Faktencheck: Bedenkliche Rezepturarzneimittel APOTHEKE ADHOC, 04.06.2018 12:11 Uhr

Berlin - 

Die Rezepturherstellung ist nicht nur die Königsdisziplin in der Apotheke, sondern auch mit einem großen Bürokratieaufwand verbunden. Ein wichtiger Teil der Herstellung ist die Plausibilitätsprüfung, die etwaige Fehler in der Verordnung aufdecken und gesundheitliche Risiken ausschließen soll. Wird nach § 7 Apothekenbetriebsordnung (ApBetrO) geprüft, fallen auch bedenkliche Rezepturarzneimittel auf. Der Faktencheck klärt auf.

Was bedeutet bedenklich? Arzneimittel können als bedenklich eingestuft werden, wenn gemäß dem jeweiligen Stand der wissenschaftlichen Erkenntnisse der begründete Verdacht besteht, dass bei bestimmungsmäßigen Gebrauch eine schädliche Wirkung auftreten kann, die über – nach den Erkenntnissen der medizinischen Wissenschaft – ein vertretbares Maß hinaus geht. § 5 Arzneimittelgesetz (AMG) verbietet bedenkliche Arzneimittel in den Verkehr zu bringen.

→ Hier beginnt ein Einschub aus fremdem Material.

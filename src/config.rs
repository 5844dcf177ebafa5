use crate::LdvMode;
use anyhow::{Context, bail};
use serde::{Deserialize, Serialize};
use std::{
    collections::{HashMap, VecDeque},
    path::{Path, PathBuf},
};

/// The slice timer is signed, lengths must fit into it
pub const MAX_SLICE_LENGTH: u64 = i64::MAX as u64;

#[derive(Debug, Clone, Serialize, Deserialize)]
#[serde(default)]
pub struct ProfilerConfig {
    /// Output base name, per-thread files go to {output}.T.{tid}.bb
    pub output: String,
    /// Slice size in instructions
    pub slice_size: u64,
    /// Resolve slice end markers to image + offset
    pub symbolic: bool,
    /// Emit the first slice
    pub emit_first: bool,
    /// Emit the last slice even if it is shorter than slice_size
    pub emit_last: bool,
    /// Emit execution counts of preceding blocks; block ids are then assigned
    /// in first execution order
    pub emit_previous_block_counts: bool,
    /// LRU stack distance vector collection
    pub ldv: LdvMode,
    /// Add the process id to output file names
    pub use_pid: bool,
    /// Per-thread slice length files, `path` or `path:tidN`
    pub length_files: Vec<String>,
    /// Recorded in the C: line of each profile
    pub command_line: String,
}

impl Default for ProfilerConfig {
    fn default() -> Self {
        Self {
            output: "out".to_string(),
            slice_size: 100_000_000,
            symbolic: true,
            emit_first: true,
            emit_last: true,
            emit_previous_block_counts: false,
            ldv: LdvMode::None,
            use_pid: false,
            length_files: vec![],
            command_line: String::new(),
        }
    }
}

impl ProfilerConfig {
    pub fn from_json_file<P: AsRef<Path>>(path: P) -> anyhow::Result<Self> {
        let content = std::fs::read(path.as_ref())
            .with_context(|| format!("Failed to read config {}", path.as_ref().display()))?;
        Ok(serde_json::from_slice(&content)?)
    }

    pub fn validate(&self) -> anyhow::Result<()> {
        if self.slice_size == 0 {
            bail!("Slice size must be positive");
        }
        if self.slice_size > MAX_SLICE_LENGTH {
            bail!("Slice size {} is too large", self.slice_size);
        }
        if self.output.is_empty() {
            bail!("Output base name must not be empty");
        }
        Ok(())
    }

    pub fn output_path(&self, pid: Option<u32>, tid: u32) -> PathBuf {
        match pid {
            Some(pid) => PathBuf::from(format!("{}.T.{}.{}.bb", self.output, pid, tid)),
            None => PathBuf::from(format!("{}.T.{}.bb", self.output, tid)),
        }
    }

    /// Parse all length files, keyed by thread id
    pub fn load_slice_lengths(&self) -> anyhow::Result<HashMap<u32, SliceLengths>> {
        let mut result = HashMap::new();
        for arg in &self.length_files {
            let (path, tid) = match parse_tid_suffix(arg)? {
                (path, Some(tid)) => (path, tid),
                // skipping the suffix is fine for a single file, which goes to thread 0
                (path, None) if self.length_files.len() == 1 => (path, 0),
                (_, None) => bail!("missing ':tidN' suffix to length file: {}", arg),
            };
            let lengths = SliceLengths::read(path)?;
            if result.insert(tid, lengths).is_some() {
                bail!("More than one length file for thread {}", tid);
            }
        }
        Ok(result)
    }
}

/// Split `path:tidN` into the path and the thread id
pub fn parse_tid_suffix(arg: &str) -> anyhow::Result<(&str, Option<u32>)> {
    match arg.rfind(":tid") {
        Some(pos) => {
            let tid = &arg[pos + 4..];
            let tid: u32 = tid
                .parse()
                .with_context(|| format!("Invalid thread id in length file argument: {}", arg))?;
            Ok((&arg[..pos], Some(tid)))
        }
        None => Ok((arg, None)),
    }
}

/// Externally supplied slice lengths of one thread
#[derive(Debug, Clone, PartialEq, Eq)]
pub struct SliceLengths {
    /// length of the first slice
    pub initial: u64,
    /// lengths of the following slices, the fixed slice size is used once empty
    pub queue: VecDeque<u64>,
}

impl SliceLengths {
    pub fn read<P: AsRef<Path>>(path: P) -> anyhow::Result<Self> {
        let content = std::fs::read_to_string(path.as_ref())
            .with_context(|| format!("Could not open length file: {}", path.as_ref().display()))?;
        Self::parse(&content)
            .with_context(|| format!("Malformed length file: {}", path.as_ref().display()))
    }

    /// One instruction count per line, blank lines and `#` comments are skipped
    pub fn parse(content: &str) -> anyhow::Result<Self> {
        let mut lengths = VecDeque::new();
        for (line_num, line) in content.lines().enumerate() {
            let line = line.trim();
            if line.is_empty() || line.starts_with('#') {
                continue;
            }
            let length: u64 = line
                .parse()
                .with_context(|| format!("Line {}: invalid length {:?}", line_num + 1, line))?;
            if length == 0 || length > MAX_SLICE_LENGTH {
                bail!("Line {}: slice length out of range: {}", line_num + 1, length);
            }
            lengths.push_back(length);
        }
        match lengths.pop_front() {
            Some(initial) => Ok(Self {
                initial,
                queue: lengths,
            }),
            None => bail!("No slice lengths found"),
        }
    }
}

Wie steht es um den Kontrahierungszwang? Apotheker dürfen die Abgabe bedenklicher Arzneimittel verweigern, unterliegen aber dem Kontrahierungszwang. Dieser gilt auch für Rezepturarzneimittel. Gemäß § 17 ApBetrO muss die ärztliche Verschreibung in angemessener Zeit ausgeführt werden. § 5 AMG sticht jedoch § 17 ApBetrO, da die höherrangige Norm Vorrang hat.

Kann die individuelle Nutzen-Risiko-Abwägung zu einer Abgabeverweigerung führen? Die Antwort lautet: Ja. Denn auch die individuelle Situation des Patienten muss in die Prüfung einbezogen werden. Außerdem spielen Indikation, Applikationsart, Dosierung, Konzentration sowie weitere Arzneimittel, wie beispielsweise die Dauermedikation, eine Rolle. Ist die Nutzen-Risiko-Bewertung negativ, darf die Rezeptur laut § 8 AMG nicht hergestellt und in den Verkehr gebracht werden, wenn durch eine Abweichung von den anerkannten pharmazeutischen Regeln die „Qualität nicht unerheblich gemindert“ ist.

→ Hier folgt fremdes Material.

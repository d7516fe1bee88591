//! Effect executor
//!
//! Runs the effects a transition asks for against the ledger store and turns
//! each into a reply for the user or an event for the state machine.

use crate::format::Locale;
use crate::ledger::loan::{generate_schedule, next_loan_number, LoanOffsets, LoanTerms};
use crate::ledger::summary::{aggregate, RowDateParser};
use crate::ledger::{LedgerGateway, PersistenceError, RowField, RowSnapshot};
use crate::state_machine::prompts::{self, Operation};
use crate::state_machine::{Effect, Event, Reply};
use std::collections::HashMap;
use std::sync::Arc;
use tokio::sync::Mutex;

/// Rows shown by "View Recent"
pub const RECENT_LIMIT: usize = 5;

/// Loan numbering settings
#[derive(Debug, Clone)]
pub struct LoanSettings {
    pub offsets: LoanOffsets,
    /// Account the proceeds are moved into
    pub disbursement_account: String,
}

/// What running one effect produced
#[derive(Debug)]
pub enum Outcome {
    Reply(Reply),
    /// Fed back into the state machine
    Event(Event),
}

/// One async lock per loan account, so numbering and appending a loan for
/// the same account never overlap within this process
#[derive(Default)]
struct AccountLocks {
    locks: Mutex<HashMap<String, Arc<Mutex<()>>>>,
}

impl AccountLocks {
    async fn for_account(&self, account: &str) -> Arc<Mutex<()>> {
        let mut locks = self.locks.lock().await;
        Arc::clone(locks.entry(account.to_string()).or_default())
    }
}

pub struct EffectExecutor<G: LedgerGateway> {
    gateway: G,
    locale: Locale,
    dates: RowDateParser,
    loans: LoanSettings,
    loan_locks: AccountLocks,
}

impl<G: LedgerGateway> EffectExecutor<G> {
    pub fn new(gateway: G, locale: Locale, loans: LoanSettings) -> Self {
        let dates = RowDateParser::new(locale.timestamp_format.clone());
        Self {
            gateway,
            locale,
            dates,
            loans,
            loan_locks: AccountLocks::default(),
        }
    }

    pub async fn execute(&self, effect: Effect) -> Outcome {
        match effect {
            Effect::Reply(reply) => Outcome::Reply(reply),

            Effect::AppendRows { rows, confirmation } => {
                match self.gateway.append_batch(&rows).await {
                    Ok(()) => {
                        tracing::info!(rows = rows.len(), "Rows saved");
                        done(confirmation)
                    }
                    Err(e) => failed(Operation::Save, &e),
                }
            }

            Effect::LoadListing { purpose } => match self.gateway.read_all().await {
                Ok(rows) => {
                    tracing::debug!(?purpose, rows = rows.len(), "Listing loaded");
                    Outcome::Event(Event::ListingLoaded { rows })
                }
                Err(error) => Outcome::Event(Event::ListingFailed { error }),
            },

            Effect::CreateLoan { terms, timestamp } => {
                match self.create_loan(&terms, &timestamp).await {
                    Ok(text) => done(text),
                    Err(e) => failed(Operation::CreateLoan, &e),
                }
            }

            Effect::DeleteRow { row, confirmation } => match self.delete(&row).await {
                Ok(()) => done(confirmation),
                Err(e) => failed(Operation::Delete, &e),
            },

            Effect::UpdateCell {
                row,
                field,
                value,
                confirmation,
            } => match self.update(&row, field, &value).await {
                Ok(()) => done(confirmation),
                Err(e) => failed(Operation::Update, &e),
            },

            Effect::Summarize { start, end, period } => {
                match self.gateway.read_range(start, end, &self.dates).await {
                    Ok(rows) => {
                        let summary = aggregate(&rows);
                        done(prompts::summary_report(&period, start, end, &summary, &self.locale))
                    }
                    Err(e) => failed(Operation::Summarize, &e),
                }
            }

            Effect::ShowRecent => match self.gateway.read_recent(RECENT_LIMIT).await {
                Ok(rows) => done(prompts::recent(&rows, &self.locale)),
                Err(e) => failed(Operation::ShowRecent, &e),
            },
        }
    }

    /// Number, build and append a loan while holding its account's lock
    async fn create_loan(&self, terms: &LoanTerms, timestamp: &str) -> Result<String, PersistenceError> {
        let lock = self.loan_locks.for_account(&terms.account).await;
        let _guard = lock.lock().await;

        let existing = self.gateway.read_all().await?;
        let loan_number = next_loan_number(&existing, &terms.account, &self.loans.offsets);
        let rows = generate_schedule(terms, loan_number, &self.loans.disbursement_account, timestamp)
            .map_err(|e| PersistenceError::invalid_request(e.to_string()))?;

        self.gateway.append_batch(&rows).await?;
        tracing::info!(
            account = %terms.account,
            loan_number,
            rows = rows.len(),
            "Loan schedule created"
        );
        Ok(prompts::loan_created(terms, loan_number, rows.len(), &self.locale))
    }

    async fn delete(&self, row: &RowSnapshot) -> Result<(), PersistenceError> {
        self.ensure_unchanged(row).await?;
        self.gateway.delete_row(row.position).await?;
        tracing::info!(position = row.position, "Row deleted");
        Ok(())
    }

    async fn update(&self, row: &RowSnapshot, field: RowField, value: &str) -> Result<(), PersistenceError> {
        self.ensure_unchanged(row).await?;
        self.gateway.update_cell(row.position, field, value).await?;
        tracing::info!(position = row.position, ?field, "Cell updated");
        Ok(())
    }

    /// The listed row must still sit at its position with the same values
    async fn ensure_unchanged(&self, row: &RowSnapshot) -> Result<(), PersistenceError> {
        let rows = self.gateway.read_all().await?;
        let current = row.position.checked_sub(1).and_then(|i| rows.get(i));
        match current {
            Some(cells) if row.matches(cells) => Ok(()),
            _ => {
                tracing::warn!(position = row.position, "Listed row changed before the action ran");
                Err(PersistenceError::stale_selection(format!(
                    "row {} no longer matches the listing",
                    row.position
                )))
            }
        }
    }
}

fn done(text: String) -> Outcome {
    Outcome::Reply(prompts::main_menu(&text))
}

fn failed(operation: Operation, error: &PersistenceError) -> Outcome {
    tracing::error!(?operation, kind = ?error.kind, error = %error.message, "Ledger operation failed");
    Outcome::Reply(prompts::failure(operation, error))
}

Nach welchen Kriterien ist ein Stoff unbedenklich? Im Großen und Ganzen kann in drei Kriterien unterschieden werden: Zum Einen gelten ein Stoff oder eine Zubereitung als bedenklich, wenn diese durch die Zulassungsbehörde entsprechend eingestuft wurden. Zum Anderen kann der Widerruf oder das Ruhen der Zulassung des entsprechenden Fertigarzneimittel ein Kriterium sein. In diesem Fall ist das Fertigarzneimittel nicht verkehrsfähig und Rezeptur- oder Defekturarzneimittel dürfen weder angefertigt noch abgegeben werden. Ein dritter Grund ist die Tatsache, das die Anwendung nach dem aktuellen Stand der Erkenntnisse aufgrund von möglichen Risiken bedenklich oder nicht vertretbar ist.

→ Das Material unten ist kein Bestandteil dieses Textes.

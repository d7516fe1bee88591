//! Pure state transition function
//!
//! Every accepted input pushes the state it leaves onto the session history
//! before moving on; rejected input leaves the session untouched and
//! re-prompts the current step.

use super::effect::{Effect, Reply};
use super::event::Event;
use super::prompts::{self, Operation};
use super::state::{
    ConvContext, ConvState, EditStep, EntryDraft, EntryKind, EntryStep, Listing,
    ListingPurpose, PayableDraft, PayableStep, ReceivableDraft, ReceivableKind,
    ReceivableStep, Session, SummaryKind, SummaryStep,
};
use crate::catalog::{CategoryFamily, TransactionType, RECEIVABLE_ACCOUNT};
use crate::format::escape_html;
use crate::keyboards::{self, BTN_BACK, BTN_BACK_TO_MENU, BTN_CANCEL};
use crate::ledger::loan::LoanTerms;
use crate::ledger::{LedgerRow, RowField, RowSnapshot, SheetRow};
use crate::validation::{
    is_strict_date, month_range, parse_amount, parse_month_button, parse_terms,
    parse_year_button, selectable_years, year_range, MONTH_NAMES,
};
use rust_decimal::Decimal;
use std::str::FromStr;
use thiserror::Error;

/// Result of a state transition
#[derive(Debug)]
pub struct TransitionResult {
    pub new_session: Session,
    pub effects: Vec<Effect>,
}

impl TransitionResult {
    pub fn new(session: Session) -> Self {
        Self {
            new_session: session,
            effects: vec![],
        }
    }

    pub fn with_effect(mut self, effect: Effect) -> Self {
        self.effects.push(effect);
        self
    }
}

/// Errors that can occur during transition
#[derive(Debug, Error)]
pub enum TransitionError {
    #[error("Invalid transition: {0}")]
    InvalidTransition(String),
}

/// Pure transition function: same session, context and event always give the
/// same result, and nothing here touches the store.
pub fn transition(
    session: &Session,
    ctx: &ConvContext<'_>,
    event: Event,
) -> Result<TransitionResult, TransitionError> {
    match event {
        Event::UserMessage { text } => on_message(session, ctx, text.trim()),

        Event::ListingLoaded { rows } => match session.state {
            ConvState::Loading { purpose } => Ok(on_listing(purpose, &rows, ctx)),
            _ => Err(TransitionError::InvalidTransition(
                "listing arrived outside of a loading state".to_string(),
            )),
        },

        Event::ListingFailed { error } => match session.state {
            ConvState::Loading { .. } => Ok(reset_with(prompts::failure(Operation::Load, &error))),
            _ => Err(TransitionError::InvalidTransition(
                "listing failure arrived outside of a loading state".to_string(),
            )),
        },
    }
}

Bestehen Vorbehalte bezüglich der Substanz oder dessen Dosierung, Konzentration oder Indikation, empfiehlt sich eine Rücksprache mit dem verschreibenden Arzt. So kann über Nutzen und Risiko gemeinsam abgewogen und gegebenenfalls eine Therapiealternative gefunden werden. In der Praxis gestaltet sich die Zusammenarbeit jedoch oft als schwierig.

Welche Stoffe sind als bedenklich eingestuft und warum? Die AMK liefert eine entsprechende Tabelle. Als Beispiele können aliphatische Amine, Furfurol, 2-Naphtol, Phenol als Wirkstoff (ausgenommen Homöopathika) oder auch Chloroform genannt werden. Bufexamac und Epinephrin sowie dessen Salze werden aufgrund eines Widerrufs der Zulassungen als bedenklich eingestuft. Bufexamac, das zur Behandlung von Hämorrhoiden eingesetzt wurde, wurde aufgrund von häufigen Kontaktallergien vom Markt genommen.

Auch nicht jeder Tee kann gemischt und abgegeben werden. So sind beispielsweise Immergrünkraut, Arnikablüten zum Einnehmen, Bärenklau, Färberginsterkraut oder Jaborandiblätter in der Liste zu finden. Vorsicht ist bei Pyrrolizidinalkaloid-haltigen Drogen geboten. Ihen wird eine kanzerogene und hepatotoxische Wirkung zugesprochen. Schöllkraut, Huflattichblätter und Borretsch sollten unter anderem nicht abgegeben werden. Die Abgabe ist zwar an einen bestimmten PA-Grenzwert gekoppelt, eine derartige Überprüfung ist für Apothekenmitarbeiter jedoch kaum möglich.